_Task to carry out_:
Nothing but a number should be given: the count of lines in the data that include the string "started".
#### Excerpted data ####
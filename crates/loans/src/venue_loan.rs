//! Venue (room) loans.
//!
//! Approval is manual; starting and finishing are driven by time. The
//! scheduler calls [`VenueLoan::start`] and [`VenueLoan::complete`] with
//! [`Actor::Scheduler`](assetflow_core::Actor) stamps, exactly as a user would.

use chrono::{DateTime, Utc};
use serde::{Deserialize, Serialize};

use assetflow_core::{
    DomainError, DomainResult, Entity, Outcome, RoomId, Rule, Stamp, UnitId, UserId, Workflow,
    WorkflowStatus, define_id,
};
use assetflow_inventory::{InstanceId, InstanceRegistry, ItemStatus, RegistryError};

define_id!(VenueLoanId, "VenueLoanId");

#[derive(Debug, Copy, Clone, PartialEq, Eq, Hash, Serialize, Deserialize)]
#[serde(rename_all = "snake_case")]
pub enum VenueLoanStatus {
    Pending,
    Approved,
    Active,
    Completed,
    Rejected,
}

impl core::fmt::Display for VenueLoanStatus {
    fn fmt(&self, f: &mut core::fmt::Formatter<'_>) -> core::fmt::Result {
        let s = match self {
            VenueLoanStatus::Pending => "pending",
            VenueLoanStatus::Approved => "approved",
            VenueLoanStatus::Active => "active",
            VenueLoanStatus::Completed => "completed",
            VenueLoanStatus::Rejected => "rejected",
        };
        f.write_str(s)
    }
}

impl WorkflowStatus for VenueLoanStatus {
    fn is_terminal(self) -> bool {
        matches!(self, VenueLoanStatus::Completed | VenueLoanStatus::Rejected)
    }
}

#[derive(Debug, Copy, Clone, PartialEq, Eq, Hash, Serialize, Deserialize)]
#[serde(rename_all = "snake_case")]
pub enum VenueLoanAction {
    Approve,
    Reject,
    Start,
    Complete,
}

#[derive(Debug, Clone, PartialEq, Eq)]
pub struct NewVenueLoan {
    pub room: RoomId,
    pub borrower_unit: UnitId,
    pub borrower: UserId,
    pub event_name: String,
    pub start: DateTime<Utc>,
    pub end: DateTime<Utc>,
    pub notes: String,
}

#[derive(Debug, Clone, PartialEq, Eq, Serialize, Deserialize)]
pub struct VenueLoan {
    id: VenueLoanId,
    room: RoomId,
    borrower_unit: UnitId,
    borrower: UserId,
    event_name: String,
    start: DateTime<Utc>,
    end: DateTime<Utc>,
    notes: String,
    status: VenueLoanStatus,

    approved: Option<Stamp>,
    rejected: Option<Stamp>,
    rejection_reason: Option<String>,
    started: Option<Stamp>,
    completed: Option<Stamp>,

    /// Units this loan marked `loaned`; exactly these are restored.
    loaned_units: Vec<InstanceId>,
}

impl VenueLoan {
    pub fn new(id: VenueLoanId, input: NewVenueLoan) -> DomainResult<Self> {
        let event_name = input.event_name.trim();
        if event_name.is_empty() {
            return Err(DomainError::validation("event name cannot be empty"));
        }
        if input.start >= input.end {
            return Err(DomainError::validation(
                "venue loan must start before it ends",
            ));
        }

        Ok(Self {
            id,
            room: input.room,
            borrower_unit: input.borrower_unit,
            borrower: input.borrower,
            event_name: event_name.to_string(),
            start: input.start,
            end: input.end,
            notes: input.notes,
            status: VenueLoanStatus::Pending,
            approved: None,
            rejected: None,
            rejection_reason: None,
            started: None,
            completed: None,
            loaned_units: Vec::new(),
        })
    }

    pub fn room(&self) -> RoomId {
        self.room
    }

    pub fn borrower_unit(&self) -> UnitId {
        self.borrower_unit
    }

    pub fn borrower(&self) -> UserId {
        self.borrower
    }

    pub fn event_name(&self) -> &str {
        &self.event_name
    }

    pub fn start_at(&self) -> DateTime<Utc> {
        self.start
    }

    pub fn end_at(&self) -> DateTime<Utc> {
        self.end
    }

    pub fn notes(&self) -> &str {
        &self.notes
    }

    pub fn approved(&self) -> Option<Stamp> {
        self.approved
    }

    pub fn rejected(&self) -> Option<Stamp> {
        self.rejected
    }

    pub fn rejection_reason(&self) -> Option<&str> {
        self.rejection_reason.as_deref()
    }

    pub fn started(&self) -> Option<Stamp> {
        self.started
    }

    pub fn completed(&self) -> Option<Stamp> {
        self.completed
    }

    pub fn loaned_units(&self) -> &[InstanceId] {
        &self.loaned_units
    }

    /// Approved and its start time has come.
    pub fn is_due_to_start(&self, now: DateTime<Utc>) -> bool {
        self.status == VenueLoanStatus::Approved && self.start <= now
    }

    /// Active and its end time has passed.
    pub fn is_expired(&self, now: DateTime<Utc>) -> bool {
        self.status == VenueLoanStatus::Active && now > self.end
    }

    /// Approval leaves the room's units untouched.
    pub fn approve(&mut self, stamp: Stamp) -> Outcome {
        if let Err(rejection) = self.advance(VenueLoanAction::Approve) {
            return rejection.into();
        }
        self.approved = Some(stamp);
        Outcome::applied(format!(
            "Venue loan #{} approved; it starts at {}",
            self.id, self.start
        ))
    }

    pub fn reject(&mut self, stamp: Stamp, reason: Option<String>) -> Outcome {
        if let Err(rejection) = self.advance(VenueLoanAction::Reject) {
            return rejection.into();
        }
        self.rejected = Some(stamp);
        self.rejection_reason = reason;
        Outcome::applied(format!("Venue loan #{} rejected", self.id))
    }

    /// Begin the loan: every unit in the room becomes `loaned`.
    pub fn start(
        &mut self,
        stamp: Stamp,
        registry: &mut InstanceRegistry,
    ) -> Result<Outcome, RegistryError> {
        if let Err(rejection) = self.guard(VenueLoanAction::Start) {
            return Ok(rejection.into());
        }
        if stamp.at < self.start {
            return Ok(Outcome::rejected(format!(
                "venue loan #{} cannot start before {}",
                self.id, self.start
            )));
        }

        let units: Vec<InstanceId> = registry.in_room(self.room).map(|i| i.id()).collect();
        for id in &units {
            registry.set_status(
                *id,
                ItemStatus::Loaned,
                stamp,
                format!("loaned with room {} for venue loan #{}", self.room, self.id),
            )?;
        }

        self.status = VenueLoanStatus::Active;
        self.started = Some(stamp);
        self.loaned_units = units;
        Ok(Outcome::applied(format!(
            "Venue loan #{} started; {} units in room {} marked loaned",
            self.id,
            self.loaned_units.len(),
            self.room
        )))
    }

    /// Finish the loan; units it marked `loaned` go back to `used`.
    ///
    /// Allowed any time while active: the scheduler calls it once the end
    /// time has passed, a user may call it earlier.
    pub fn complete(
        &mut self,
        stamp: Stamp,
        registry: &mut InstanceRegistry,
    ) -> Result<Outcome, RegistryError> {
        if let Err(rejection) = self.guard(VenueLoanAction::Complete) {
            return Ok(rejection.into());
        }

        let mut restored = 0usize;
        for id in &self.loaned_units {
            let note = format!("venue loan #{} ended", self.id);
            let was_loaned = registry.update(*id, stamp, note, |unit| {
                let loaned = unit.status() == ItemStatus::Loaned;
                if loaned {
                    unit.set_status(ItemStatus::InUse);
                }
                loaned
            })?;
            if was_loaned {
                restored += 1;
            }
        }

        self.status = VenueLoanStatus::Completed;
        self.completed = Some(stamp);
        Ok(Outcome::applied(format!(
            "Venue loan #{} completed; {restored} units restored to used",
            self.id
        )))
    }
}

impl Entity for VenueLoan {
    type Id = VenueLoanId;

    fn id(&self) -> VenueLoanId {
        self.id
    }
}

impl Workflow for VenueLoan {
    type Status = VenueLoanStatus;
    type Action = VenueLoanAction;

    const ACTIONS: &'static [VenueLoanAction] = &[
        VenueLoanAction::Approve,
        VenueLoanAction::Reject,
        VenueLoanAction::Start,
        VenueLoanAction::Complete,
    ];

    fn status(&self) -> VenueLoanStatus {
        self.status
    }

    fn set_status(&mut self, status: VenueLoanStatus) {
        self.status = status;
    }

    fn rule(action: VenueLoanAction) -> Rule<VenueLoanStatus> {
        use VenueLoanStatus::*;
        match action {
            VenueLoanAction::Approve => Rule {
                from: &[Pending],
                to: Approved,
                rejection: "only pending venue loans can be approved",
            },
            VenueLoanAction::Reject => Rule {
                from: &[Pending],
                to: Rejected,
                rejection: "only pending venue loans can be rejected",
            },
            VenueLoanAction::Start => Rule {
                from: &[Approved],
                to: Active,
                rejection: "only approved venue loans can start",
            },
            VenueLoanAction::Complete => Rule {
                from: &[Active],
                to: Completed,
                rejection: "only active venue loans can be completed",
            },
        }
    }
}

#[cfg(test)]
mod tests {
    use super::*;
    use assetflow_core::ensure_acyclic;
    use assetflow_inventory::{Location, NewInstance};
    use chrono::{Duration, TimeZone};

    fn t0() -> DateTime<Utc> {
        Utc.with_ymd_and_hms(2024, 5, 10, 8, 0, 0).unwrap()
    }

    fn user_stamp(at: DateTime<Utc>) -> Stamp {
        Stamp::new(UserId::new(), at)
    }

    fn room_with_units(n: usize) -> (InstanceRegistry, Vec<InstanceId>) {
        let mut registry = InstanceRegistry::new();
        let ids = registry
            .register_batch(
                (0..n)
                    .map(|i| NewInstance {
                        serial_number: None,
                        serial_unit: format!("SU-{i}"),
                        catalog_item: None,
                    })
                    .collect(),
                user_stamp(t0()),
                "received",
            )
            .unwrap();
        for id in &ids {
            registry
                .update(*id, user_stamp(t0()), "installed", |unit| {
                    unit.set_status(ItemStatus::InUse);
                    unit.relocate(Location::Unit {
                        unit: UnitId::new(1),
                        room: Some(RoomId::new(9)),
                    });
                })
                .unwrap();
        }
        (registry, ids)
    }

    fn approved_loan() -> VenueLoan {
        let mut loan = VenueLoan::new(
            VenueLoanId::new(1),
            NewVenueLoan {
                room: RoomId::new(9),
                borrower_unit: UnitId::new(2),
                borrower: UserId::new(),
                event_name: "Workshop".into(),
                start: t0() + Duration::hours(1),
                end: t0() + Duration::hours(3),
                notes: String::new(),
            },
        )
        .unwrap();
        let _ = loan.approve(user_stamp(t0()));
        loan
    }

    #[test]
    fn transition_table_is_a_dag() {
        assert!(ensure_acyclic::<VenueLoan>().is_ok());
    }

    #[test]
    fn start_must_precede_end() {
        let err = VenueLoan::new(
            VenueLoanId::new(1),
            NewVenueLoan {
                room: RoomId::new(1),
                borrower_unit: UnitId::new(1),
                borrower: UserId::new(),
                event_name: "Seminar".into(),
                start: t0(),
                end: t0(),
                notes: String::new(),
            },
        )
        .unwrap_err();
        assert!(matches!(err, DomainError::Validation(_)));
    }

    #[test]
    fn approval_does_not_touch_units() {
        let (registry, ids) = room_with_units(2);
        let loan = approved_loan();
        assert_eq!(loan.status(), VenueLoanStatus::Approved);
        assert_eq!(registry.get(ids[0]).unwrap().status(), ItemStatus::InUse);
    }

    #[test]
    fn cannot_start_early() {
        let (mut registry, ids) = room_with_units(1);
        let mut loan = approved_loan();

        let outcome = loan.start(Stamp::scheduler(t0()), &mut registry).unwrap();
        assert!(outcome.is_rejected());
        assert_eq!(loan.status(), VenueLoanStatus::Approved);
        assert_eq!(registry.get(ids[0]).unwrap().status(), ItemStatus::InUse);
        assert!(!loan.is_due_to_start(t0()));
        assert!(loan.is_due_to_start(t0() + Duration::hours(1)));
    }

    #[test]
    fn start_and_complete_toggle_room_units() {
        let (mut registry, ids) = room_with_units(3);
        let mut loan = approved_loan();

        let started = loan
            .start(Stamp::scheduler(t0() + Duration::hours(1)), &mut registry)
            .unwrap();
        assert!(started.is_applied());
        assert_eq!(loan.loaned_units().len(), 3);
        assert!(ids.iter().all(|id| registry.get(*id).unwrap().status() == ItemStatus::Loaned));

        // One unit went to maintenance during the event; it stays there.
        registry.set_status(ids[2], ItemStatus::Maintenance, user_stamp(t0()), "repair").unwrap();

        let now = t0() + Duration::hours(4);
        assert!(loan.is_expired(now));
        let done = loan.complete(Stamp::scheduler(now), &mut registry).unwrap();
        assert!(done.message().contains("2 units restored"));
        assert_eq!(registry.get(ids[0]).unwrap().status(), ItemStatus::InUse);
        assert_eq!(registry.get(ids[2]).unwrap().status(), ItemStatus::Maintenance);
        assert!(loan.completed().unwrap().actor.is_scheduler());
    }

    #[test]
    fn second_completion_is_rejected() {
        let (mut registry, _) = room_with_units(1);
        let mut loan = approved_loan();
        let _ = loan.start(user_stamp(t0() + Duration::hours(1)), &mut registry).unwrap();
        let _ = loan.complete(user_stamp(t0() + Duration::hours(2)), &mut registry).unwrap();

        let again = loan
            .complete(Stamp::scheduler(t0() + Duration::hours(5)), &mut registry)
            .unwrap();
        assert!(again.is_rejected());
        assert!(!loan.completed().unwrap().actor.is_scheduler());
    }
}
####
_Answer for the task_:
8